* Task directions: Every line of the records below that holds the word "EmotionCommand" should be copied out.

* Dataset entries:
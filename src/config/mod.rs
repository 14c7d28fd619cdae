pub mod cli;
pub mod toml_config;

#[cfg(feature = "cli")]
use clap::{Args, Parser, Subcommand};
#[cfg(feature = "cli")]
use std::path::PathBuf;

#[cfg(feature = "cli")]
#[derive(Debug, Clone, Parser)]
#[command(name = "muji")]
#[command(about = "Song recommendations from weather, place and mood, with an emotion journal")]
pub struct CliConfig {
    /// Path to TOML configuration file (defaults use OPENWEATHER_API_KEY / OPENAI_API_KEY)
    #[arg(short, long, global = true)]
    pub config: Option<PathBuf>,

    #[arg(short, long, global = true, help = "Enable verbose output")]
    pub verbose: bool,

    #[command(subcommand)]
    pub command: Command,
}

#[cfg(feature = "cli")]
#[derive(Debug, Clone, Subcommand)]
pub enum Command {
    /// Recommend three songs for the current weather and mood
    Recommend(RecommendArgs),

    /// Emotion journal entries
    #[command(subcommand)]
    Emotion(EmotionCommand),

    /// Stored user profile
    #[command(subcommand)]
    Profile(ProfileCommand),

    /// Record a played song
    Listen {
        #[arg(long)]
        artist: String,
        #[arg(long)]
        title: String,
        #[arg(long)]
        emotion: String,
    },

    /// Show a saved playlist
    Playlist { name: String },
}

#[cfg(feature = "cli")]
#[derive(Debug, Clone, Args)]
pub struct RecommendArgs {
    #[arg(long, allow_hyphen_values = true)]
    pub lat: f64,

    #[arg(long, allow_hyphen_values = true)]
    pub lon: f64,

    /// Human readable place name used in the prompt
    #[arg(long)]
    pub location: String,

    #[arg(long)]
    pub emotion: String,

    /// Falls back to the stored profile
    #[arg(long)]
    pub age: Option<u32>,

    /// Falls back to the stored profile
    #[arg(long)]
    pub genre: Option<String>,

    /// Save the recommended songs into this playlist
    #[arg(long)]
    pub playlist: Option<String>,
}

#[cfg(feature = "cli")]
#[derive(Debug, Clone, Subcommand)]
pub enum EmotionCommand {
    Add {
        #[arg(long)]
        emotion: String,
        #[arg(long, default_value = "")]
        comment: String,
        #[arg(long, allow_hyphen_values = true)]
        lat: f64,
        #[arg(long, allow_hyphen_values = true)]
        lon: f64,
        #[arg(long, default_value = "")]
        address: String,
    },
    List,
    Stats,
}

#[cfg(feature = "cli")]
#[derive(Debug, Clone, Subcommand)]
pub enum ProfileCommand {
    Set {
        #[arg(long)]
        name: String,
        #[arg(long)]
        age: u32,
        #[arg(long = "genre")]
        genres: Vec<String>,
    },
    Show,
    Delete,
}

* Result for this exercise:
    Emotion(EmotionCommand),
pub enum EmotionCommand {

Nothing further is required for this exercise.